Wrt the hierarchical nature of representations, the paper refers to Selkirk 1981, and Yu 2017. Both appear to refer to syllables and feet. But neither syllables nor feet are hierarchical in the sense that syntactic phrase structure is; on the assumption that syllables can’t embed other syllables, and feet can’t embed other feet, both are finite state. Indeed, Yu’s paper uses a finite state transducer tool (xfst) to represent both syllables and feet. Am I missing something?
Wrt the depth of derivation, it has been known since C. Douglas Johnson’s 1972 “Formal Aspects of Phonological Description” that despite appearances, phonological rules of the type then common (less so today…) can be represented by finite state transducers. In constructing an FST, the application of a phonological rule is represented by what starts out as a three level representation, but is then “compiled” down into a two level representation. Iterating over a sequence of rules gives as final output a two level finite state representation consisting of lexical forms on one level and surface forms on the other. The many implementations of FSTs for use in modeling rule-based phonology and morphology (and to a lesser extent, constraint-based systems) are based on this fact. (The only exception is full word reduplication, which cannot be derived by an FST. Technically this is only true if input words have unlimited length, but in practice the representations become unmanageable beyond a few characters/ phonemes/ segments.)

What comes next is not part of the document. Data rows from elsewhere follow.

//! The search field and the hook for replacing it.
//!
//! The widget never draws its field directly. It builds an [`InputProps`]
//! bundle and hands it to an [`InputRenderer`]: [`DefaultInput`] unless the
//! host configured its own. A custom renderer owns the look of the field; the
//! widget still draws the clear glyph and the arrow over the trailing columns
//! the props reserve for them.
//!
//! # Example
//!
//! ```rust,ignore
//! use search_select::input::InputProps;
//! use ratatui::{layout::Rect, text::Line, Frame};
//!
//! fn prompt_line(props: &InputProps<'_, String>, frame: &mut Frame, area: Rect) {
//!     let text = if props.value.is_empty() { props.placeholder } else { props.value };
//!     frame.render_widget(Line::from(format!("> {text}")), area);
//! }
//!
//! let picker = Autocomplete::new(options).with_render_input(prompt_line);
//! ```

use crossterm::event::KeyEvent;
use ratatui::layout::Rect;
use ratatui::style::{Color, Modifier, Style};
use ratatui::text::{Line, Span};
use ratatui::widgets::Paragraph;
use ratatui::Frame;
use std::marker::PhantomData;
use unicode_width::UnicodeWidthChar;

use crate::autocomplete::Message;
use crate::style::Declaration;

/// Field events a host-side input can feed back into the widget.
#[derive(Debug, Clone, PartialEq, Eq)]
pub enum InputEvent {
    /// Replace the whole search text.
    Changed(String),
    /// The field gained focus.
    Focus,
    /// The field lost focus.
    Blur,
    /// A key pressed inside the field.
    Key(KeyEvent),
}

/// Constructors for the messages a custom input sends back.
///
/// Renderers only draw; hosts that drive their own editing use these to
/// route events to the widget's `update`.
pub struct InputHandlers<T> {
    _marker: PhantomData<fn() -> T>,
}

impl<T> Clone for InputHandlers<T> {
    fn clone(&self) -> Self {
        *self
    }
}

impl<T> Copy for InputHandlers<T> {}

impl<T> Default for InputHandlers<T> {
    fn default() -> Self {
        Self {
            _marker: PhantomData,
        }
    }
}

impl<T> std::fmt::Debug for InputHandlers<T> {
    fn fmt(&self, f: &mut std::fmt::Formatter<'_>) -> std::fmt::Result {
        f.write_str("InputHandlers")
    }
}

impl<T> InputHandlers<T> {
    pub fn change(&self, value: impl Into<String>) -> Message<T> {
        Message::Input(InputEvent::Changed(value.into()))
    }

    pub fn focus(&self) -> Message<T> {
        Message::Input(InputEvent::Focus)
    }

    pub fn blur(&self) -> Message<T> {
        Message::Input(InputEvent::Blur)
    }

    pub fn key(&self, key: KeyEvent) -> Message<T> {
        Message::Input(InputEvent::Key(key))
    }
}

/// Everything a renderer needs to draw the search field.
#[derive(Debug)]
pub struct InputProps<'a, T> {
    /// Current search text.
    pub value: &'a str,
    /// Cursor position as a character index into `value`.
    pub cursor: usize,
    pub placeholder: &'a str,
    pub disabled: bool,
    pub focused: bool,
    /// Input style with focus/disabled states already composed.
    pub style: &'a Declaration,
    /// Browser-style autocomplete hint; always `"off"`.
    pub autocomplete: &'static str,
    /// Columns at the right edge of the content row that the widget draws
    /// over (clear glyph and arrow).
    pub trailing: u16,
    pub handlers: InputHandlers<T>,
}

/// Draws the search field.
pub trait InputRenderer<T>: Send {
    fn render(&self, props: &InputProps<'_, T>, frame: &mut Frame, area: Rect);
}

impl<T, F> InputRenderer<T> for F
where
    F: Fn(&InputProps<'_, T>, &mut Frame, Rect) + Send,
{
    fn render(&self, props: &InputProps<'_, T>, frame: &mut Frame, area: Rect) {
        self(props, frame, area)
    }
}

/// The built-in field: a bordered line with a reversed-cell cursor that
/// scrolls horizontally to keep the cursor in view.
#[derive(Debug, Clone, Copy, Default)]
pub struct DefaultInput;

impl DefaultInput {
    fn placeholder_style(props_style: Style) -> Style {
        props_style.patch(Style::default().fg(Color::DarkGray))
    }

    fn cursor_style(props_style: Style) -> Style {
        props_style.add_modifier(Modifier::REVERSED)
    }
}

impl<T> InputRenderer<T> for DefaultInput {
    fn render(&self, props: &InputProps<'_, T>, frame: &mut Frame, area: Rect) {
        let block = props.style.block();
        let inner = block.inner(area);
        frame.render_widget(block, area);

        let available = inner.width.saturating_sub(props.trailing) as usize;
        if available == 0 || inner.height == 0 {
            return;
        }
        let text_area = Rect {
            width: available as u16,
            height: 1,
            ..inner
        };

        let text_style = props.style.style;
        let show_cursor = props.focused && !props.disabled;
        let mut spans = Vec::new();

        if props.value.is_empty() {
            if show_cursor {
                spans.push(Span::styled(" ", Self::cursor_style(text_style)));
            } else {
                spans.push(Span::styled(
                    props.placeholder.to_string(),
                    Self::placeholder_style(text_style),
                ));
            }
        } else {
            let chars: Vec<char> = props.value.chars().collect();
            let cursor = props.cursor.min(chars.len());
            let start = scroll_start(&chars, cursor, available);

            let mut used = 0;
            let mut end = start;
            while end < chars.len() {
                let w = chars[end].width().unwrap_or(0);
                if used + w > available {
                    break;
                }
                used += w;
                end += 1;
            }

            if show_cursor {
                let before: String = chars[start..cursor].iter().collect();
                if !before.is_empty() {
                    spans.push(Span::styled(before, text_style));
                }
                match chars.get(cursor) {
                    Some(c) if cursor < end => {
                        spans.push(Span::styled(c.to_string(), Self::cursor_style(text_style)));
                        let after: String = chars[cursor + 1..end].iter().collect();
                        if !after.is_empty() {
                            spans.push(Span::styled(after, text_style));
                        }
                    }
                    _ => spans.push(Span::styled(" ", Self::cursor_style(text_style))),
                }
            } else {
                let visible: String = chars[start..end].iter().collect();
                spans.push(Span::styled(visible, text_style));
            }
        }

        frame.render_widget(Paragraph::new(Line::from(spans)), text_area);
    }
}

/// First character to draw so the cursor cell fits in `available` columns.
fn scroll_start(chars: &[char], cursor: usize, available: usize) -> usize {
    let width = |range: &[char]| -> usize { range.iter().map(|c| c.width().unwrap_or(0)).sum() };
    let mut start = 0;
    while start < cursor && width(&chars[start..cursor]) + 1 > available {
        start += 1;
    }
    start
}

Not mentioned in the paper is the issue of whether phonology is hierarchical if you take into account cyclicity (assuming of course you believe in cyclic word structure). But here again, the cyclicity is bounded; there’s no self embedding. (Ok, there is if you want to treat anti-missile missile, anti-anti-missile missile missile and so forth as morphology…)
In sum, I think phonology is different: it is not hierarchical, at least not in the same sense that syntax is. But perhaps I’m missing s.t., or misunderstanding?
Thank you Mike for these comments. I’ll have to give them some thought before I reply. And sorry that I’ve just approved the comment now, three years after it was posted – this blog has been on hiatus!
Hi again Mike,
Check out Kristine Yu’s recent paper:
https://revistes.uab.cat/catJL/article/view/v20-yu
This seems relevant.